◆ **Exercise instructions**: Return all lines of the records that contain the word "StopReason".

╔══

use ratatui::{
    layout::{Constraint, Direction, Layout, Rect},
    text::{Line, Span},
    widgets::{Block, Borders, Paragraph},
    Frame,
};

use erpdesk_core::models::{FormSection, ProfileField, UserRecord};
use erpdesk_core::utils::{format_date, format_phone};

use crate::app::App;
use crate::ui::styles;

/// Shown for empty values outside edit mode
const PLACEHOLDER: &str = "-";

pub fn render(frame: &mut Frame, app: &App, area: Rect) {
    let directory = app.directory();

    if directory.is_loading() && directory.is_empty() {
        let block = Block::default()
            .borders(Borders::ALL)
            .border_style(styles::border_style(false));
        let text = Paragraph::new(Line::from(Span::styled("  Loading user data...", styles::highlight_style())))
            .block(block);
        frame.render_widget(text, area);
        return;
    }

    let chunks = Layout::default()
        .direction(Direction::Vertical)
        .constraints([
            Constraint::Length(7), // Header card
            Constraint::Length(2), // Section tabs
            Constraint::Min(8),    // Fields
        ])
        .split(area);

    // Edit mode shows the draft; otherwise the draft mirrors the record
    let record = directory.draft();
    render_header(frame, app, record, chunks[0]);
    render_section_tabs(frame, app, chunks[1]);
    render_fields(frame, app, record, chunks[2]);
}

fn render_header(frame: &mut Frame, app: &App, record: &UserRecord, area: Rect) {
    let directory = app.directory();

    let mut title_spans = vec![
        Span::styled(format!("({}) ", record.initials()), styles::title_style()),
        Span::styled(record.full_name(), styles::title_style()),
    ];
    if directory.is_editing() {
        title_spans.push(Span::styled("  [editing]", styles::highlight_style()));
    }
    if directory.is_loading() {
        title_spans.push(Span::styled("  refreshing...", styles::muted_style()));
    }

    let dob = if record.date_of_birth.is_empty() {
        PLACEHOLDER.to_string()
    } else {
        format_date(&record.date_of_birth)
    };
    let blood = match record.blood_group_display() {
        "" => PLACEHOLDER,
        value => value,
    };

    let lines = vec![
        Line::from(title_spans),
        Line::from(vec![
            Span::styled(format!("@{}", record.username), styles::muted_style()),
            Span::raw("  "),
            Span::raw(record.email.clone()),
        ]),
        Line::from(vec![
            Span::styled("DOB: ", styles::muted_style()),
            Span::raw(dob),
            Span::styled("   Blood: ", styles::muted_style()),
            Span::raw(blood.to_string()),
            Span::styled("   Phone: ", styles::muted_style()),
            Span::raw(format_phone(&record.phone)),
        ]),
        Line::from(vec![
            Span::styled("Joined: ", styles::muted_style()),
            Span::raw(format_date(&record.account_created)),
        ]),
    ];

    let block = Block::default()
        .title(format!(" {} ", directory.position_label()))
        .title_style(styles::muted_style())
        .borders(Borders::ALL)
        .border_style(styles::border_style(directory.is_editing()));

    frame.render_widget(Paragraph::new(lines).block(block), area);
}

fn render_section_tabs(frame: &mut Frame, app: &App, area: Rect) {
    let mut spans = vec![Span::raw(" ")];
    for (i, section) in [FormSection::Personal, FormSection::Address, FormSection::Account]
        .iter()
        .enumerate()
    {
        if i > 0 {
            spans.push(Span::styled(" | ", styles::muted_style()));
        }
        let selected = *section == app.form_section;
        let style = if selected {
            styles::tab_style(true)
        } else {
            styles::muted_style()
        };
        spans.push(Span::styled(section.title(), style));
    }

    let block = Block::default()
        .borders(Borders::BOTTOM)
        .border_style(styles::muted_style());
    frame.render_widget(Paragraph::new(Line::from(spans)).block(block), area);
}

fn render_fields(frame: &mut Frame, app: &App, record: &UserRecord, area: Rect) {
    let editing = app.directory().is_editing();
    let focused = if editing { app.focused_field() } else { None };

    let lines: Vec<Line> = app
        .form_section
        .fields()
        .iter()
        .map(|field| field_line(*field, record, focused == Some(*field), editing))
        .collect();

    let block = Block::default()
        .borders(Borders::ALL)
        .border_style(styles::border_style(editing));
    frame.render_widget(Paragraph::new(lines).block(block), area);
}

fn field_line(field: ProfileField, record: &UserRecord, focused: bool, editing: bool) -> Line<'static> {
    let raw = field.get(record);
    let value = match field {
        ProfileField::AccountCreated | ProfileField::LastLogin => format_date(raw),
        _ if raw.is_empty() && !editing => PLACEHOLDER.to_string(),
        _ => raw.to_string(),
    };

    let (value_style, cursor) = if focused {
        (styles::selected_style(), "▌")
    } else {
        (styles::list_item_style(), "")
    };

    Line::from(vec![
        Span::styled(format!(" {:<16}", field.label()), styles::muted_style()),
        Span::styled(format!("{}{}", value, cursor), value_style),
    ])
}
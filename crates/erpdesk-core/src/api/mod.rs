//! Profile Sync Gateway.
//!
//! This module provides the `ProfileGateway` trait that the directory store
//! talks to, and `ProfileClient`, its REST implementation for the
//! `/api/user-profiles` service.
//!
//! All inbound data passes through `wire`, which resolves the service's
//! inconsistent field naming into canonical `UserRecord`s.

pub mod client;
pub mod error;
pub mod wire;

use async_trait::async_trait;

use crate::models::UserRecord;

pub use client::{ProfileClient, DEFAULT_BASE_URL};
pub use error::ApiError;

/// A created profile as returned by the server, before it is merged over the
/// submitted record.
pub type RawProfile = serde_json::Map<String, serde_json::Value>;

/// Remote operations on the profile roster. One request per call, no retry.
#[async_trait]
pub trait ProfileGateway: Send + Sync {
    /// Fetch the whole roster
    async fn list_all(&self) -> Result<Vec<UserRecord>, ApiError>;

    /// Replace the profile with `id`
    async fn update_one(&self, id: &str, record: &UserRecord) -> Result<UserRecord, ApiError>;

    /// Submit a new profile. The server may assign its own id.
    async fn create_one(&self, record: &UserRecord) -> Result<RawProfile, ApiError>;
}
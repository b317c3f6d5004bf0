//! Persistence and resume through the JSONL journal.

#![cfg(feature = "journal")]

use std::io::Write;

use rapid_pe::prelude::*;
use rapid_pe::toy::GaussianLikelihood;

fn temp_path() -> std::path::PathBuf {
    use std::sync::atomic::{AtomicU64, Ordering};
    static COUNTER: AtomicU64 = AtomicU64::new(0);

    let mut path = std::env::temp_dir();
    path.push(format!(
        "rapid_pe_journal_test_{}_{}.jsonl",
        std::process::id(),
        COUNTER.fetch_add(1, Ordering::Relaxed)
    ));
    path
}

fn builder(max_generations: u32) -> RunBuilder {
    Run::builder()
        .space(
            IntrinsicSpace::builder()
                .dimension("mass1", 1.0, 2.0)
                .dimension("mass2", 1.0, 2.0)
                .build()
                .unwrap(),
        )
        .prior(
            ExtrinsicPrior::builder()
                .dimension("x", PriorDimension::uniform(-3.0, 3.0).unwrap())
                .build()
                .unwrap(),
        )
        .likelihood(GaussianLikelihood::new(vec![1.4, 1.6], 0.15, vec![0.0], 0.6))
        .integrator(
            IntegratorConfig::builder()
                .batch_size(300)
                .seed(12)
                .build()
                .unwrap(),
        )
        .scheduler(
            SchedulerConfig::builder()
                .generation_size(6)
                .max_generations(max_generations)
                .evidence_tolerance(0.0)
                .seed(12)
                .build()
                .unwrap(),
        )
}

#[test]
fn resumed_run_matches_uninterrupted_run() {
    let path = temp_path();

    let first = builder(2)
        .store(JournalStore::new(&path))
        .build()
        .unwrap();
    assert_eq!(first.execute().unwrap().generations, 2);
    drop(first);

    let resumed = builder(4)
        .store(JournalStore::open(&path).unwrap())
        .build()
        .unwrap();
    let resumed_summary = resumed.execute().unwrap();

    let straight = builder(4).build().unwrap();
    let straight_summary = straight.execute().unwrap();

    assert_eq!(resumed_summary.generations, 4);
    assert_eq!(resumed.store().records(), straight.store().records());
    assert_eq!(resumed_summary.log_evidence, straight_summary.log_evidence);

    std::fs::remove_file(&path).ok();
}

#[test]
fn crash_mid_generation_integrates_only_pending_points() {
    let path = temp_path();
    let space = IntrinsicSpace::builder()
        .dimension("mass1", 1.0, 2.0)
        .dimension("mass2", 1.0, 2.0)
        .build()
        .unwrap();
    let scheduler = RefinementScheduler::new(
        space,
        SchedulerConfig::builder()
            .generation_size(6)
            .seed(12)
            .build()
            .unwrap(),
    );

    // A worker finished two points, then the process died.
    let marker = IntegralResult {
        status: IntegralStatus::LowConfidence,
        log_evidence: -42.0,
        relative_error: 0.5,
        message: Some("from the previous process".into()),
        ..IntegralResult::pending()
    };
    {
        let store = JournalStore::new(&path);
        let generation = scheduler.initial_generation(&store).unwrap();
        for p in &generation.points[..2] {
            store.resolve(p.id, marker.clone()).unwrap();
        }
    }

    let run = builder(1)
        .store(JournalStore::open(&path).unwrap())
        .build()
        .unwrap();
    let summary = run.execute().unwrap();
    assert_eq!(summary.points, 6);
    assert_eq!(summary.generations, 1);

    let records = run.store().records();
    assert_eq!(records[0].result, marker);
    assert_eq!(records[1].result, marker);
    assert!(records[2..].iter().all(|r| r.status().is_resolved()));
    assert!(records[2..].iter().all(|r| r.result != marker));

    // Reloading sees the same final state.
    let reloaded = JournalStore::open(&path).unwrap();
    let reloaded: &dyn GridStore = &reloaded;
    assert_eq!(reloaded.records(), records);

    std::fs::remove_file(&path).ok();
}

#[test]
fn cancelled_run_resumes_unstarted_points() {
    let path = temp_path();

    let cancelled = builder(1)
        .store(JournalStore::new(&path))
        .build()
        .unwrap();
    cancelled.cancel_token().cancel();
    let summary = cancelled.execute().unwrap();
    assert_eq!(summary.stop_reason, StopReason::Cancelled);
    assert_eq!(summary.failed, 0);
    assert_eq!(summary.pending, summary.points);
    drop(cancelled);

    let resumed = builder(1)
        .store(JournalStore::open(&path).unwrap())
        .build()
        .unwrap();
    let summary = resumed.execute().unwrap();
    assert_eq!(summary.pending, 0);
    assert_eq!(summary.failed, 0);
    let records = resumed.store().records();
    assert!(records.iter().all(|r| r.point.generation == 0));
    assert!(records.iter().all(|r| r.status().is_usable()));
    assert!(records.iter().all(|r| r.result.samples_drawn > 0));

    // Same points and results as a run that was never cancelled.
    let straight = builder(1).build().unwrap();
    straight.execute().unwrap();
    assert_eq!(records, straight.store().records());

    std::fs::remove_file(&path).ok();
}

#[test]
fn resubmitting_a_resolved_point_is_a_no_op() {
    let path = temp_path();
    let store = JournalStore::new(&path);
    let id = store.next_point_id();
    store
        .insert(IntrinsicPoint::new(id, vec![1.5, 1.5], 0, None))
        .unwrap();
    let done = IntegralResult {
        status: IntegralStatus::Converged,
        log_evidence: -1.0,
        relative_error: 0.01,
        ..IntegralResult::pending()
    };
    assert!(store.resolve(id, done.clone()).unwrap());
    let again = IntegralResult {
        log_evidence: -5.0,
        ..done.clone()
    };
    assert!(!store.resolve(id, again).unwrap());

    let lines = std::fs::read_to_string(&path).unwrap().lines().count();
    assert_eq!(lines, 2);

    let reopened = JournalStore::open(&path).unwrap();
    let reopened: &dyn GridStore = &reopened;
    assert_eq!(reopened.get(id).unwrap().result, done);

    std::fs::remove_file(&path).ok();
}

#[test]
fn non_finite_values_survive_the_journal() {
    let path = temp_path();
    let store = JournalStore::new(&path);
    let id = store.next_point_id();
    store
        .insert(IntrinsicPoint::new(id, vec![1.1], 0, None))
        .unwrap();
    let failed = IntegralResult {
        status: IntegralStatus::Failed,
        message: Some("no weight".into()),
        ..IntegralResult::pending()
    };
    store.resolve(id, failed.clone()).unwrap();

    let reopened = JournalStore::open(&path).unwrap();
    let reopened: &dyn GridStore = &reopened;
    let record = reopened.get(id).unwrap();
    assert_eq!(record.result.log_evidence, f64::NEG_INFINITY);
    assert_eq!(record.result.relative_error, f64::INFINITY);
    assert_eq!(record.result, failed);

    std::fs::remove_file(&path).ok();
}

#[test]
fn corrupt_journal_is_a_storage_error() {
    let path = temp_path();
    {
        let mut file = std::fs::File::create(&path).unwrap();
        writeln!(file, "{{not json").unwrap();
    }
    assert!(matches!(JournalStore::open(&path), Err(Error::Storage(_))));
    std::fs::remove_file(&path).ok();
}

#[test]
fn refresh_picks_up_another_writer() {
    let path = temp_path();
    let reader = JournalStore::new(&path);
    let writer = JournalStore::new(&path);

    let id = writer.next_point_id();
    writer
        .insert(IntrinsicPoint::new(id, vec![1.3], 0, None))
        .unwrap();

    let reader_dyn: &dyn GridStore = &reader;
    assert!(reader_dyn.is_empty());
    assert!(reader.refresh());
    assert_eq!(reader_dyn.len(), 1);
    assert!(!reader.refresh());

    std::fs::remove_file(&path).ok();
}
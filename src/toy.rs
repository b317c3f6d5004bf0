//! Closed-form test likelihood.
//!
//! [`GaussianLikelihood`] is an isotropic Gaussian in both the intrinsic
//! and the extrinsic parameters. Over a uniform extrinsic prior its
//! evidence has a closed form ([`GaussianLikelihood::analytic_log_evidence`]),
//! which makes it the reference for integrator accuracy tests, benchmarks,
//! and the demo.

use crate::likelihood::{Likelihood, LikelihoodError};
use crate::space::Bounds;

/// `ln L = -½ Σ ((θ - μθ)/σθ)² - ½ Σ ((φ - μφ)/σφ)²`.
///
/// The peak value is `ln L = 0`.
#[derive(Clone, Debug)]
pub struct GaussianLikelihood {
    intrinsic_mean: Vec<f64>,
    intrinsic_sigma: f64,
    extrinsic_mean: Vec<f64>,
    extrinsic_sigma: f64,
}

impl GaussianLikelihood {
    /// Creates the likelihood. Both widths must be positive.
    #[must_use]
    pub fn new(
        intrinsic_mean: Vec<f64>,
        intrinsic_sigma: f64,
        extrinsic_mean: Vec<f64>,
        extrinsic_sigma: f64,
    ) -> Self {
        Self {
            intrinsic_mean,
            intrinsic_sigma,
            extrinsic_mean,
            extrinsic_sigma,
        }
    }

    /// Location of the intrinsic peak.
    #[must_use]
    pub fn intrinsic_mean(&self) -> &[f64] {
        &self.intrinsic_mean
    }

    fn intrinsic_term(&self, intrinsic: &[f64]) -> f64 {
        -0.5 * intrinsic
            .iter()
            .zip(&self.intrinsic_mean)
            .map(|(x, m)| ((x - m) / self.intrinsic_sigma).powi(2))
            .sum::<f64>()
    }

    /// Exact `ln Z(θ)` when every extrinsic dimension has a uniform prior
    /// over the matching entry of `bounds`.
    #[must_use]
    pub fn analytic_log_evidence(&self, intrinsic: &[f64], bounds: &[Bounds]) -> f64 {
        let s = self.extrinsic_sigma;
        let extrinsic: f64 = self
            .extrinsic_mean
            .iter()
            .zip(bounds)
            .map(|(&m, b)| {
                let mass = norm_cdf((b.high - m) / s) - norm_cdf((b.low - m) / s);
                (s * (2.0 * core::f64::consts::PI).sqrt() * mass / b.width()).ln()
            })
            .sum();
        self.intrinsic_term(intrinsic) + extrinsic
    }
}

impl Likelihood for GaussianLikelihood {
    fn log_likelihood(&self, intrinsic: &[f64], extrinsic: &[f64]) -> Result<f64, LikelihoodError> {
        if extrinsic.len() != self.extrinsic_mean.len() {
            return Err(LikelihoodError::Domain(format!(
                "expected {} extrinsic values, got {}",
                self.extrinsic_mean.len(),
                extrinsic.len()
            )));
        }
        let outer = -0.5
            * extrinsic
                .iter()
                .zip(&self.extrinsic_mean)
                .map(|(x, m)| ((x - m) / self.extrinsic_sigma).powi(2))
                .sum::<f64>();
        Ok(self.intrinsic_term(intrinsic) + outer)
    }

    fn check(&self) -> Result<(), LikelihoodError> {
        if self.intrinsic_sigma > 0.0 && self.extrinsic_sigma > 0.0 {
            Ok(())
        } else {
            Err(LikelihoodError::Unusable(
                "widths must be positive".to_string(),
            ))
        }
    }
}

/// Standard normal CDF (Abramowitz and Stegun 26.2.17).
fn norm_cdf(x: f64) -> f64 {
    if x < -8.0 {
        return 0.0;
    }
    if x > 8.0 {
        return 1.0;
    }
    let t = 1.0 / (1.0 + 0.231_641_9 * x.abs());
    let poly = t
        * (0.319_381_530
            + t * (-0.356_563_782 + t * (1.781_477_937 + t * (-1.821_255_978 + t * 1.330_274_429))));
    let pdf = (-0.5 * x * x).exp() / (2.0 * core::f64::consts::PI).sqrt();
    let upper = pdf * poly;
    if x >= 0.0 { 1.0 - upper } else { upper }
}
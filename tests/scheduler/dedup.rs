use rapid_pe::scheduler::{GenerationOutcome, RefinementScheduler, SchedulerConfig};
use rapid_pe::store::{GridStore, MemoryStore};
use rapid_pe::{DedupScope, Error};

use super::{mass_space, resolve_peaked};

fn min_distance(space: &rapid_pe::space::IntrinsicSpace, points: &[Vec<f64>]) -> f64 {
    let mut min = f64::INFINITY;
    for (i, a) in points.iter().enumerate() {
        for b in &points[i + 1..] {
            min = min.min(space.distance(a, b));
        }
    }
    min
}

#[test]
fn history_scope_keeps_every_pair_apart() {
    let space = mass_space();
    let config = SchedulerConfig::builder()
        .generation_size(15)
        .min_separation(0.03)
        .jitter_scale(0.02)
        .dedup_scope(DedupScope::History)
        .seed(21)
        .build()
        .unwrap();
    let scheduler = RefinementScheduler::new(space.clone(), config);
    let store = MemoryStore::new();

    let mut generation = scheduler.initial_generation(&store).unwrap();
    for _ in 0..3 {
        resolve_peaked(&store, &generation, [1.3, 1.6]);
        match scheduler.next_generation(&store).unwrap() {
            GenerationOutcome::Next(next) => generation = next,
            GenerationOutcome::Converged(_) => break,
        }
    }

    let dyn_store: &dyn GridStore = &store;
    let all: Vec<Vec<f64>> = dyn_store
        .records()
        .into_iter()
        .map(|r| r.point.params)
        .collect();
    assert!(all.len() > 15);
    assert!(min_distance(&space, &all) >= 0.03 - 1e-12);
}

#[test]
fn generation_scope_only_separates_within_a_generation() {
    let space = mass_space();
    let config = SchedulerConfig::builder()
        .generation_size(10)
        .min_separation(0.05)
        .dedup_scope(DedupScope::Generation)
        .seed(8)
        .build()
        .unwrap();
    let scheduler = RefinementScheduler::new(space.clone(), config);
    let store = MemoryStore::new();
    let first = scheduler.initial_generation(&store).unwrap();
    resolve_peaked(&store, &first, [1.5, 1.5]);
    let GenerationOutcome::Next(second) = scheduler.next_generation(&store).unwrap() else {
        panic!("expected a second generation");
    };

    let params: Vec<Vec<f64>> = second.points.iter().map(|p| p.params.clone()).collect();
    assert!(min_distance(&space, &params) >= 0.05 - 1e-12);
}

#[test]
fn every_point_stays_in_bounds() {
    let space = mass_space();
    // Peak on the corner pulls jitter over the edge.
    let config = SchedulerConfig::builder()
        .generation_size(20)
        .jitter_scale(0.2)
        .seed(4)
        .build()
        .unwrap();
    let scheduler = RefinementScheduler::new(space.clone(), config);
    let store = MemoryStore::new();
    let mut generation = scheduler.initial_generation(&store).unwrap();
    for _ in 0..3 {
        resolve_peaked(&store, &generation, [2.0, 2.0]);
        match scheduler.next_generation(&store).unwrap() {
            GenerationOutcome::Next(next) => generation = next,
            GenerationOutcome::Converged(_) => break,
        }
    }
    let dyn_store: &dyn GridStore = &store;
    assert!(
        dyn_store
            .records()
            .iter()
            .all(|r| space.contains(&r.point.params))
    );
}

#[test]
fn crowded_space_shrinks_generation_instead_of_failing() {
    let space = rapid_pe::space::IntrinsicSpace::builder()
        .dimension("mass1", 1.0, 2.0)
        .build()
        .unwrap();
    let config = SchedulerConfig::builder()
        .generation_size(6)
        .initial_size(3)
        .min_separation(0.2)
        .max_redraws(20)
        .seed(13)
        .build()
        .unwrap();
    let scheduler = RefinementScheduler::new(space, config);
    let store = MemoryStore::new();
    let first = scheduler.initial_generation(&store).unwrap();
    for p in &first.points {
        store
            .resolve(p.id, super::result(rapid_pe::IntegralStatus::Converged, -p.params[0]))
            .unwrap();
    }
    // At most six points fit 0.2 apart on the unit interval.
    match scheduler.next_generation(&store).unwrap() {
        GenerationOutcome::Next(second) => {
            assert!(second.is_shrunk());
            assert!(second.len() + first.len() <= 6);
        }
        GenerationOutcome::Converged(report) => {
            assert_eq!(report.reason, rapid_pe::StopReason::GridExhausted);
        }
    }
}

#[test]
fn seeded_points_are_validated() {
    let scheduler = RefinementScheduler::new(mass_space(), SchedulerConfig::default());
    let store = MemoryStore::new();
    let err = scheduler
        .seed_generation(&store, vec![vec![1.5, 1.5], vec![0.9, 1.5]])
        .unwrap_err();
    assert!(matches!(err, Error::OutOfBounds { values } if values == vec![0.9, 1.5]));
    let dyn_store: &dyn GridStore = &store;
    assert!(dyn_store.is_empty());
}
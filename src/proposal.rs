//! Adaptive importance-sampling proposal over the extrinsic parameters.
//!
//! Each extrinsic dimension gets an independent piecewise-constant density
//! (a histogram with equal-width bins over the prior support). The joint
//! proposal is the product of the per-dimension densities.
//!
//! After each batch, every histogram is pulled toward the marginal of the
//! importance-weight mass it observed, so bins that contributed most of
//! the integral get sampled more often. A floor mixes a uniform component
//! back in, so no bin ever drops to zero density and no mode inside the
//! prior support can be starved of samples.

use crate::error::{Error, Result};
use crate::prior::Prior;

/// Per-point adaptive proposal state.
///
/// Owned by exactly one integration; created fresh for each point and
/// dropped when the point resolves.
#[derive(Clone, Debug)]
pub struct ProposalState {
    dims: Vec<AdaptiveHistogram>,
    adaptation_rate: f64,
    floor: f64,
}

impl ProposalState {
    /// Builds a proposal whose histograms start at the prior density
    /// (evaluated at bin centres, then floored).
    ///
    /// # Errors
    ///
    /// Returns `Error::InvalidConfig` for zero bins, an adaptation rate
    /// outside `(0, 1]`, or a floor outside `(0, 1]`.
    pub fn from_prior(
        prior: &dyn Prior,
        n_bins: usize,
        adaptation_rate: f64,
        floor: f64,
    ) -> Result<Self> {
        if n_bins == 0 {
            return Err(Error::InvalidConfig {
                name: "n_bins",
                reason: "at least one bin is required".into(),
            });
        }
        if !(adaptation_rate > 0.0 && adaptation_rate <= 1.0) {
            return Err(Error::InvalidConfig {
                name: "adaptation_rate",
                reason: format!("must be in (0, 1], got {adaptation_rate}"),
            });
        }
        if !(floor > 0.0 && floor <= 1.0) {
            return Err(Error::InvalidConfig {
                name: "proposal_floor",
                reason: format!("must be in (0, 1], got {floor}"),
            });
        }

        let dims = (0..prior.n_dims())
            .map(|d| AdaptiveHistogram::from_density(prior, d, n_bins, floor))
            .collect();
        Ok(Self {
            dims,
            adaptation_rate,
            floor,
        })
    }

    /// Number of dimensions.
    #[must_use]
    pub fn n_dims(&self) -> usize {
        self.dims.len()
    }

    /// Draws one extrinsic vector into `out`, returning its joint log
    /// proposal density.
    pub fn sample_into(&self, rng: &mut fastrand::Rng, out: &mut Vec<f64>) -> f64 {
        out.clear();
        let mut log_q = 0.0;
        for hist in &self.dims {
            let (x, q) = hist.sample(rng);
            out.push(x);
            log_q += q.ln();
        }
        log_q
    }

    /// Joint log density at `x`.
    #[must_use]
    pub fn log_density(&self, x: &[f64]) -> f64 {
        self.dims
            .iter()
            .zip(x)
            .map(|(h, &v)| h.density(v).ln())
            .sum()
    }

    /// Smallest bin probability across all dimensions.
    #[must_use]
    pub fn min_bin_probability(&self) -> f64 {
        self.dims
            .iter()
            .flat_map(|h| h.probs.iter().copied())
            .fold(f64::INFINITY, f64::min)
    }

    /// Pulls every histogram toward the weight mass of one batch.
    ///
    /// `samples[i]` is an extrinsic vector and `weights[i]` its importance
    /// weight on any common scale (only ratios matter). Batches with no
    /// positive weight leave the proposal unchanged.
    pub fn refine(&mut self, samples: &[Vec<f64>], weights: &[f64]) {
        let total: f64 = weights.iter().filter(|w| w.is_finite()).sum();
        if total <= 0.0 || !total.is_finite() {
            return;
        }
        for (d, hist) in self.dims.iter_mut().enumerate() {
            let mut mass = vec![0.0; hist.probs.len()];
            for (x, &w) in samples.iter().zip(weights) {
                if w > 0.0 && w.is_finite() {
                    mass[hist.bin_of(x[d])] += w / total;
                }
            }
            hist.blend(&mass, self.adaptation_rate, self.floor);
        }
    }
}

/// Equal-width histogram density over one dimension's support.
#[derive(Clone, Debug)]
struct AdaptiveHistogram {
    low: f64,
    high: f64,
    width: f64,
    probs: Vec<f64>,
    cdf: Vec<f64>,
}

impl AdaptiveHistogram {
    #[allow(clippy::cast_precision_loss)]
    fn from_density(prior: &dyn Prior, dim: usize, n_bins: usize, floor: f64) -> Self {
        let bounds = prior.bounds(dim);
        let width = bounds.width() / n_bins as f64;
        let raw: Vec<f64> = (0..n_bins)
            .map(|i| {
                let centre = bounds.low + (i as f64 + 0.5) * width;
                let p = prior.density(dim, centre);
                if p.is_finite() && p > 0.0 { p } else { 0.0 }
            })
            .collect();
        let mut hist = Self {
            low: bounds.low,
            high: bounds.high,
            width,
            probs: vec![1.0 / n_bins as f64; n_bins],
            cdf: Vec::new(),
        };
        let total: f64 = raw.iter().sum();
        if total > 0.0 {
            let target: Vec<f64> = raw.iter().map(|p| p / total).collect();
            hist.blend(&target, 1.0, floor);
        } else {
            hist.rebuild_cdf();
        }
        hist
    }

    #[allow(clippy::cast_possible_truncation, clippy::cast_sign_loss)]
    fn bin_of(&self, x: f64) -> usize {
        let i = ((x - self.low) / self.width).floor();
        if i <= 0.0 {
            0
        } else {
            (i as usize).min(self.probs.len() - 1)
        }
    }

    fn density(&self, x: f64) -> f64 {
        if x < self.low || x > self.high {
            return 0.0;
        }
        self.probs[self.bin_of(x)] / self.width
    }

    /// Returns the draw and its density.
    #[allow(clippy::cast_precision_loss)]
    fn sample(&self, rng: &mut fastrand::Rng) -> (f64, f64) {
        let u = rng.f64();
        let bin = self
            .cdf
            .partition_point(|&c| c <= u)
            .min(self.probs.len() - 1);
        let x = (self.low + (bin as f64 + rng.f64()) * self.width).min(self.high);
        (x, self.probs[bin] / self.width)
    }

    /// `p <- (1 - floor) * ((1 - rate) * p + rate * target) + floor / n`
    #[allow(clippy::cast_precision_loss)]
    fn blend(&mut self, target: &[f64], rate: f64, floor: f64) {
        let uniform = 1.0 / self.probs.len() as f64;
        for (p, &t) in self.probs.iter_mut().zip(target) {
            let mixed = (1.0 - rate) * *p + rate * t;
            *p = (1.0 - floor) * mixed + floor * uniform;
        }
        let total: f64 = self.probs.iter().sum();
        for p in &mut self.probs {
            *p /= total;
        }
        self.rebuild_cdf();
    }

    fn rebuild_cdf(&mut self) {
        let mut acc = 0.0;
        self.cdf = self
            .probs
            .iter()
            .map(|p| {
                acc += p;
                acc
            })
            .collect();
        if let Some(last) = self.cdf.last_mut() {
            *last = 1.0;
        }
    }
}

╚══

◆ **Solved exercise**:
    assert_eq!(summary.stop_reason, StopReason::Cancelled);
            assert_eq!(report.reason, rapid_pe::StopReason::GridExhausted);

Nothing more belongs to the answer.